> Exercise instructions:
Up to and including the line with "use serde_json::json;", reproduce the listing below exactly, beginning at its first line.
-------- Information shown --------
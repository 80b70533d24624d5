use objrest_ast::{DeclarationKind, Node, NodeArena, NodeIndex, Printer, UniqueNames, load_program};
use objrest_transform::traverse::{drain, visit_limit};
use objrest_transform::{
    Es2015Destructuring, Helper, HelperRegistry, MANIFEST, ObjectRestSpread,
    ObjectRestSpreadOptions, TransformError, TraversalContext, VisitOutcome, Visitor,
};
use objrest_common::limits::MAX_DRAIN_VISITS;
use serde_json::json;

#[test]
fn test_manifest_inherits_syntax_plugin() {
    assert_eq!(MANIFEST.name, "transform-object-rest-spread");
    assert_eq!(MANIFEST.inherits, &["syntax-object-rest-spread"]);
    assert_eq!(
        ObjectRestSpread::<HelperRegistry, Es2015Destructuring>::manifest(),
        MANIFEST
    );
}

#[test]
fn test_options_default_to_helper_merge() {
    for raw in [json!(null), json!({}), json!({ "useBuiltIns": null })] {
        let pass = ObjectRestSpread::from_json(&raw, HelperRegistry::new()).expect("valid options");
        assert!(!pass.options().use_built_ins, "{raw}");
    }
    let pass = ObjectRestSpread::from_json(&json!({ "useBuiltIns": false, "loose": true }), HelperRegistry::new())
        .expect("unknown keys are ignored");
    assert_eq!(pass.options(), ObjectRestSpreadOptions::new(false));
}

#[test]
fn test_non_boolean_use_built_ins_is_rejected() {
    let Err(err) = ObjectRestSpread::from_json(&json!({ "useBuiltIns": "yes" }), HelperRegistry::new()) else {
        panic!("string option must be rejected");
    };
    assert!(err.is_config_error());
    assert_eq!(err.code(), 9001);
    assert_eq!(
        err,
        TransformError::InvalidOption {
            option: "useBuiltIns".to_string(),
            found: "string \"yes\"".to_string(),
        }
    );
    let diagnostic = err.to_diagnostic();
    assert!(diagnostic.is_error());
    assert!(diagnostic.message_text.contains("'useBuiltIns'"), "{diagnostic}");
    assert!(diagnostic.message_text.contains("string \"yes\""), "{diagnostic}");
}

#[test]
fn test_non_object_options_are_rejected() {
    let Err(err) = ObjectRestSpread::from_json(&json!([1]), HelperRegistry::new()) else {
        panic!("array options must be rejected");
    };
    assert_eq!(err.code(), 9002);
    assert_eq!(err.to_string(), "transform-object-rest-spread options must be an object, found an array.");
}

#[test]
fn test_rest_and_spread_in_one_program() {
    let source = r#"{
        "type": "Program",
        "body": [{
            "type": "VariableDeclaration",
            "kind": "const",
            "declarations": [{
                "type": "VariableDeclarator",
                "id": {
                    "type": "ObjectPattern",
                    "properties": [
                        {
                            "type": "Property",
                            "key": { "type": "Identifier", "name": "a" },
                            "value": { "type": "Identifier", "name": "a" },
                            "computed": false,
                            "shorthand": true
                        },
                        { "type": "RestElement", "argument": { "type": "Identifier", "name": "rest" } }
                    ]
                },
                "init": {
                    "type": "ObjectExpression",
                    "properties": [
                        { "type": "SpreadElement", "argument": { "type": "Identifier", "name": "b" } },
                        {
                            "type": "Property",
                            "key": { "type": "Identifier", "name": "c" },
                            "value": { "type": "Literal", "value": 1, "raw": "1" },
                            "computed": false,
                            "shorthand": false
                        }
                    ]
                }
            }]
        }]
    }"#;
    let (mut arena, root) = load_program(source).expect("valid ESTree");

    let mut pass = ObjectRestSpread::new(ObjectRestSpreadOptions::default(), HelperRegistry::new());
    let stats = pass.run(&mut arena, root).expect("pass succeeds");
    assert!(stats.rewrites > 0);
    assert_eq!(
        Printer::print(&arena, root),
        "const _ref = _extends({}, b, { c: 1 }), a = _ref.a;\n\
         const rest = _objectWithoutProperties(_ref, [\"a\"]);\n"
    );

    let helpers = pass.into_helpers();
    let used: Vec<Helper> = helpers.used().collect();
    assert_eq!(used, vec![Helper::ObjectWithoutProperties, Helper::Extends]);
    let prelude = helpers.prelude();
    assert!(prelude.starts_with("function _objectWithoutProperties("), "{prelude}");
    assert!(prelude.contains("var _extends = "), "{prelude}");

    // A second run over lowered output finds nothing to do.
    let before = Printer::print(&arena, root);
    let mut again = ObjectRestSpread::new(ObjectRestSpreadOptions::default(), HelperRegistry::new());
    let stats = again.run(&mut arena, root).expect("pass succeeds");
    assert_eq!(stats.rewrites, 0);
    assert_eq!(Printer::print(&arena, root), before);
}

#[test]
fn test_fresh_names_avoid_existing_bindings() {
    let mut arena = NodeArena::new();
    let a = arena.shorthand("a");
    let rest = arena.rest_ident("rest");
    let pattern = arena.object_pattern(vec![a, rest]);
    let f = arena.ident("f");
    let init = arena.call(f, vec![]);
    let declarator = arena.declarator(pattern, init);
    let decl = arena.var_declaration(DeclarationKind::Const, vec![declarator]);
    let taken = arena.ident("_ref");
    let zero = arena.number("0");
    let taken_decl = arena.declarator(taken, zero);
    let taken_stmt = arena.var_declaration(DeclarationKind::Let, vec![taken_decl]);
    let root = arena.program(vec![taken_stmt, decl]);

    let mut pass = ObjectRestSpread::new(ObjectRestSpreadOptions::default(), HelperRegistry::new());
    pass.run(&mut arena, root).expect("pass succeeds");
    assert_eq!(
        Printer::print(&arena, root),
        "let _ref = 0;\n\
         const _ref2 = f(), a = _ref2.a;\n\
         const rest = _objectWithoutProperties(_ref2, [\"a\"]);\n"
    );
}

#[test]
fn test_helper_callees_are_distinct_nodes() {
    let mut arena = NodeArena::new();
    let x = arena.ident("x");
    let spread_x = arena.spread(x);
    let first = arena.object(vec![spread_x]);
    let y = arena.ident("y");
    let spread_y = arena.spread(y);
    let second = arena.object(vec![spread_y]);
    let first_stmt = arena.expr_stmt(first);
    let second_stmt = arena.expr_stmt(second);
    let root = arena.program(vec![first_stmt, second_stmt]);

    let mut pass = ObjectRestSpread::new(ObjectRestSpreadOptions::default(), HelperRegistry::new());
    pass.run(&mut arena, root).expect("pass succeeds");
    assert_eq!(
        Printer::print(&arena, root),
        "_extends({}, x);\n_extends({}, y);\n"
    );
    assert_eq!(pass.helpers().used().count(), 1);
}

#[test]
fn test_helper_binding_avoids_existing_name() {
    let mut arena = NodeArena::new();
    let taken = arena.ident("_extends");
    let one = arena.number("1");
    let taken_decl = arena.declarator(taken, one);
    let taken_stmt = arena.var_declaration(DeclarationKind::Const, vec![taken_decl]);
    let mut statements = vec![taken_stmt];
    for (target, source) in [("o", "a"), ("p", "b")] {
        let source = arena.ident(source);
        let spread = arena.spread(source);
        let merged = arena.object(vec![spread]);
        let target = arena.ident(target);
        let declarator = arena.declarator(target, merged);
        statements.push(arena.var_declaration(DeclarationKind::Const, vec![declarator]));
    }
    let root = arena.program(statements);

    let mut pass = ObjectRestSpread::new(ObjectRestSpreadOptions::default(), HelperRegistry::new());
    pass.run(&mut arena, root).expect("pass succeeds");
    assert_eq!(
        Printer::print(&arena, root),
        "const _extends = 1;
         const o = _extends2({}, a);
         const p = _extends2({}, b);
"
    );

    let helpers = pass.into_helpers();
    assert_eq!(helpers.binding_of(Helper::Extends), Some("_extends2"));
    assert_eq!(helpers.binding_of(Helper::ObjectWithoutProperties), None);
    let prelude = helpers.prelude();
    assert!(prelude.starts_with("var _extends2 = Object.assign || "), "{prelude}");
    assert!(!prelude.contains("var _extends ="), "{prelude}");
}

#[test]
fn test_drain_budget_scales_with_program_size() {
    let mut arena = NodeArena::new();
    let mut elements: Vec<NodeIndex> = (0..=MAX_DRAIN_VISITS).map(|_| arena.boolean(true)).collect();
    let a = arena.ident("a");
    let spread = arena.spread(a);
    let merged = arena.object(vec![spread]);
    elements.push(merged);
    let list = arena.array(elements);
    let stmt = arena.expr_stmt(list);
    let root = arena.program(vec![stmt]);

    let mut pass = ObjectRestSpread::new(ObjectRestSpreadOptions::default(), HelperRegistry::new());
    let stats = pass.run(&mut arena, root).expect("large programs still converge");
    assert!(stats.visits > MAX_DRAIN_VISITS);
    assert!(stats.visits <= visit_limit(arena.len()));
    assert_eq!(stats.rewrites, 1);
    assert!(matches!(arena.get(merged), Some(Node::CallExpression { .. })));
}

#[test]
fn test_visit_limit_has_a_floor() {
    assert_eq!(visit_limit(0), MAX_DRAIN_VISITS);
    assert_eq!(visit_limit(1), MAX_DRAIN_VISITS);
    assert!(visit_limit(MAX_DRAIN_VISITS) > MAX_DRAIN_VISITS);
}

/// Claims to rewrite the root forever.
struct Restless;

impl Visitor for Restless {
    fn visit(
        &mut self,
        _cx: &mut TraversalContext<'_>,
        _idx: NodeIndex,
    ) -> Result<VisitOutcome, TransformError> {
        Ok(VisitOutcome::Rewritten)
    }
}

#[test]
fn test_drain_reports_non_convergence() {
    let mut arena = NodeArena::new();
    let root = arena.program(vec![]);
    let mut names = UniqueNames::new();
    let err = drain(&mut arena, &mut names, root, &mut Restless).expect_err("never settles");
    assert_eq!(
        err,
        TransformError::DidNotConverge {
            visits: MAX_DRAIN_VISITS + 1
        }
    );
    assert_eq!(err.code(), 9201);
}

/// Detaches the first statement it sees, then leaves everything alone.
#[derive(Default)]
struct DropFirst {
    dropped: bool,
}

impl Visitor for DropFirst {
    fn visit(
        &mut self,
        cx: &mut TraversalContext<'_>,
        idx: NodeIndex,
    ) -> Result<VisitOutcome, TransformError> {
        if idx == cx.root() || self.dropped {
            return Ok(VisitOutcome::Unchanged);
        }
        self.dropped = true;
        let next = cx.arena.position_in_parent(idx).map(|position| position + 1);
        let sibling = match (next, cx.arena.get(cx.root())) {
            (Some(next), Some(Node::Program { body })) => body.get(next).copied(),
            _ => None,
        };
        cx.arena.remove(idx);
        if let Some(sibling) = sibling {
            cx.arena.remove(sibling);
        }
        Ok(VisitOutcome::Rewritten)
    }
}

#[test]
fn test_drain_skips_detached_nodes() {
    let mut arena = NodeArena::new();
    let a = arena.ident("a");
    let first = arena.expr_stmt(a);
    let b = arena.ident("b");
    let second = arena.expr_stmt(b);
    let c = arena.ident("c");
    let third = arena.expr_stmt(c);
    let root = arena.program(vec![first, second, third]);

    let mut names = UniqueNames::new();
    let stats = drain(&mut arena, &mut names, root, &mut DropFirst::default()).expect("settles");
    assert_eq!(Printer::print(&arena, root), "c;\n");
    assert_eq!(stats.rewrites, 1);
    // The revisit of `first` and the pending `second` were both dropped.
    assert_eq!(stats.skipped, 2);
}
--------
> Task result:
repository 80b70533d24624d5
use objrest_ast::{DeclarationKind, Node, NodeArena, NodeIndex, Printer, UniqueNames, load_program};
use objrest_transform::traverse::{drain, visit_limit};
use objrest_transform::{
    Es2015Destructuring, Helper, HelperRegistry, MANIFEST, ObjectRestSpread,
    ObjectRestSpreadOptions, TransformError, TraversalContext, VisitOutcome, Visitor,
};
use objrest_common::limits::MAX_DRAIN_VISITS;
use serde_json::json;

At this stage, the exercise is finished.